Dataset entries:
//! Convention-based view-models for model properties.
//!
//! A [`ViewModelFactory`] holds an ordered list of [`PropertyConvention`]s.
//! For each property the first convention that can handle it builds the
//! [`PropertyViewModel`]; the default convention handles whatever is left.
//!
//! ```rust
//! use oxide_inputs::conventions::{
//!     PropertyInfo, PropertyType, PropertyValue, ViewModelContext, ViewModelFactory, ViewValue,
//! };
//!
//! let factory = ViewModelFactory::new();
//! let property = PropertyInfo::new("IsActive", PropertyType::Boolean);
//! let vm = factory.create(&property, &PropertyValue::Boolean(true), &ViewModelContext::new());
//! assert_eq!(vm.partial_name, "Boolean");
//! assert_eq!(vm.value, ViewValue::Boolean(true));
//! ```

mod boolean;
mod datetime;
mod default;
mod enumeration;
mod property;
mod view_model;

pub use boolean::{BooleanPropertyConvention, BOOLEAN_PARTIAL};
pub use datetime::{DateTimePropertyConvention, DATETIME_PARTIAL};
pub use default::{base_view_model, label_from_name, DefaultPropertyConvention};
pub use enumeration::{EnumPropertyConvention, ENUM_PARTIAL};
pub use property::{
    EnumInfo, InputEnum, InputModel, InputProperty, PropertyInfo, PropertyMetadata, PropertyType,
    PropertyValue,
};
pub use view_model::{PropertyViewModel, SelectListItem, ViewValue, FIELD_LAYOUT};

use tracing::debug;

use crate::config::InputConfig;

/// Decides how a model property is rendered.
pub trait PropertyConvention {
    /// Returns whether this convention applies to the property.
    fn can_handle(&self, property: &PropertyInfo) -> bool;

    /// Builds the view-model for the property.
    fn create(
        &self,
        property: &PropertyInfo,
        value: &PropertyValue,
        context: &ViewModelContext,
    ) -> PropertyViewModel;
}

/// Where a model sits in the enclosing form.
///
/// Nested and indexed models prefix their field names: a property `Name`
/// of the third item in `Items` becomes `Items[2].Name`.
#[derive(Debug, Clone, Default, PartialEq, Eq)]
pub struct ViewModelContext {
    pub prefix: Option<String>,
    pub index: Option<usize>,
}

impl ViewModelContext {
    /// Creates a context for a top-level model.
    pub fn new() -> Self {
        Self::default()
    }

    /// Sets the name prefix.
    #[must_use]
    pub fn prefix(mut self, prefix: impl Into<String>) -> Self {
        self.prefix = Some(prefix.into());
        self
    }

    /// Sets the item index.
    #[must_use]
    pub fn index(mut self, index: usize) -> Self {
        self.index = Some(index);
        self
    }

    /// Returns the full field name for a property.
    pub fn field_name(&self, property: &str) -> String {
        let mut name = self.prefix.clone().unwrap_or_default();
        if let Some(index) = self.index {
            name.push_str(&format!("[{index}]"));
        }
        if !name.is_empty() {
            name.push('.');
        }
        name.push_str(property);
        name
    }
}

/// Builds property view-models by first-match convention dispatch.
pub struct ViewModelFactory {
    conventions: Vec<Box<dyn PropertyConvention>>,
    fallback: DefaultPropertyConvention,
}

impl std::fmt::Debug for ViewModelFactory {
    fn fmt(&self, f: &mut std::fmt::Formatter<'_>) -> std::fmt::Result {
        f.debug_struct("ViewModelFactory")
            .field("conventions", &self.conventions.len())
            .finish_non_exhaustive()
    }
}

impl Default for ViewModelFactory {
    fn default() -> Self {
        Self::new()
    }
}

impl ViewModelFactory {
    /// Creates a factory with the built-in conventions: enum, boolean,
    /// date/time, then the default.
    pub fn new() -> Self {
        Self::with_config(&InputConfig::default())
    }

    /// Creates a factory with the built-in conventions, configured.
    pub fn with_config(config: &InputConfig) -> Self {
        Self::empty()
            .push(EnumPropertyConvention)
            .push(BooleanPropertyConvention)
            .push(DateTimePropertyConvention::with_format(config.datetime_format.clone()))
    }

    /// Creates a factory with only the default convention.
    pub fn empty() -> Self {
        Self {
            conventions: Vec::new(),
            fallback: DefaultPropertyConvention,
        }
    }

    /// Adds a convention ahead of all existing ones.
    #[must_use]
    pub fn convention(mut self, convention: impl PropertyConvention + 'static) -> Self {
        self.conventions.insert(0, Box::new(convention));
        self
    }

    fn push(mut self, convention: impl PropertyConvention + 'static) -> Self {
        self.conventions.push(Box::new(convention));
        self
    }

    /// Builds the view-model for one property.
    pub fn create(
        &self,
        property: &PropertyInfo,
        value: &PropertyValue,
        context: &ViewModelContext,
    ) -> PropertyViewModel {
        let convention = self
            .conventions
            .iter()
            .position(|c| c.can_handle(property));
        debug!(
            property = %property.name,
            convention = ?convention,
            "dispatching property convention"
        );
        match convention {
            Some(index) => self.conventions[index].create(property, value, context),
            None => self.fallback.create(property, value, context),
        }
    }

    /// Builds view-models for every property of a model.
    pub fn create_all<M: InputModel>(&self, model: &M) -> Vec<PropertyViewModel> {
        self.create_all_with(model, &ViewModelContext::new())
    }

    /// Builds view-models for every property of a model nested in a form.
    pub fn create_all_with<M: InputModel>(
        &self,
        model: &M,
        context: &ViewModelContext,
    ) -> Vec<PropertyViewModel> {
        M::properties()
            .iter()
            .map(|property| self.create(property, &model.property_value(&property.name), context))
            .collect()
    }
}

#[cfg(test)]
mod tests {
    use super::*;

    struct Product {
        name: String,
        in_stock: bool,
    }

    impl InputModel for Product {
        fn properties() -> Vec<PropertyInfo> {
            vec![
                PropertyInfo::new("name", PropertyType::String).required(),
                PropertyInfo::new("in_stock", PropertyType::Boolean),
            ]
        }

        fn property_value(&self, name: &str) -> PropertyValue {
            match name {
                "name" => self.name.to_property_value(),
                "in_stock" => self.in_stock.to_property_value(),
                _ => PropertyValue::Null,
            }
        }
    }

    struct UpperCaseConvention;

    impl PropertyConvention for UpperCaseConvention {
        fn can_handle(&self, property: &PropertyInfo) -> bool {
            property.property_type == PropertyType::String
        }

        fn create(
            &self,
            property: &PropertyInfo,
            value: &PropertyValue,
            context: &ViewModelContext,
        ) -> PropertyViewModel {
            let mut vm = base_view_model(property, value, context);
            vm.value = ViewValue::Text(value.to_string().to_uppercase());
            vm.partial_name = "Shout".to_string();
            vm
        }
    }

    #[test]
    fn test_field_name() {
        assert_eq!(ViewModelContext::new().field_name("Name"), "Name");
        assert_eq!(
            ViewModelContext::new().prefix("Address").field_name("City"),
            "Address.City"
        );
        assert_eq!(
            ViewModelContext::new().prefix("Items").index(2).field_name("Name"),
            "Items[2].Name"
        );
        assert_eq!(ViewModelContext::new().index(0).field_name("Name"), "[0].Name");
    }

    #[test]
    fn test_create_all() {
        let product = Product {
            name: "Widget".to_string(),
            in_stock: true,
        };
        let vms = ViewModelFactory::new().create_all(&product);
        assert_eq!(vms.len(), 2);
        assert_eq!(vms[0].partial_name, "String");
        assert_eq!(vms[0].value, ViewValue::Text("Widget".to_string()));
        assert!(vms[0].required);
        assert_eq!(vms[1].partial_name, "Boolean");
        assert_eq!(vms[1].label, "In stock");
    }

    #[test]
    fn test_custom_convention_takes_priority() {
        let factory = ViewModelFactory::new().convention(UpperCaseConvention);
        let product = Product {
            name: "Widget".to_string(),
            in_stock: false,
        };
        let vms = factory.create_all_with(&product, &ViewModelContext::new().prefix("Product"));
        assert_eq!(vms[0].partial_name, "Shout");
        assert_eq!(vms[0].value, ViewValue::Text("WIDGET".to_string()));
        assert_eq!(vms[0].name, "Product.name");
        assert_eq!(vms[1].partial_name, "Boolean");
    }

    #[test]
    fn test_empty_factory_uses_default() {
        let property = PropertyInfo::new("in_stock", PropertyType::Boolean);
        let vm = ViewModelFactory::empty().create(
            &property,
            &PropertyValue::Boolean(true),
            &ViewModelContext::new(),
        );
        assert_eq!(vm.partial_name, "Boolean");
        assert_eq!(vm.value, ViewValue::Text("true".to_string()));
    }

    #[test]
    fn test_configured_datetime_format() {
        let config = InputConfig::new().datetime_format("%Y");
        let property = PropertyInfo::new("Created", PropertyType::DateTime);
        let dt = chrono::NaiveDate::from_ymd_opt(2024, 3, 1)
            .unwrap()
            .and_hms_opt(0, 0, 0)
            .unwrap();
        let vm = ViewModelFactory::with_config(&config).create(
            &property,
            &PropertyValue::DateTime(dt),
            &ViewModelContext::new(),
        );
        assert_eq!(vm.value, ViewValue::Text("2024".to_string()));
    }
}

What to produce:
List all lines from the entries that include the word "Some".

Reply:
        self.prefix = Some(prefix.into());
        self.index = Some(index);
        if let Some(index) = self.index {
            Some(index) => self.conventions[index].create(property, value, context),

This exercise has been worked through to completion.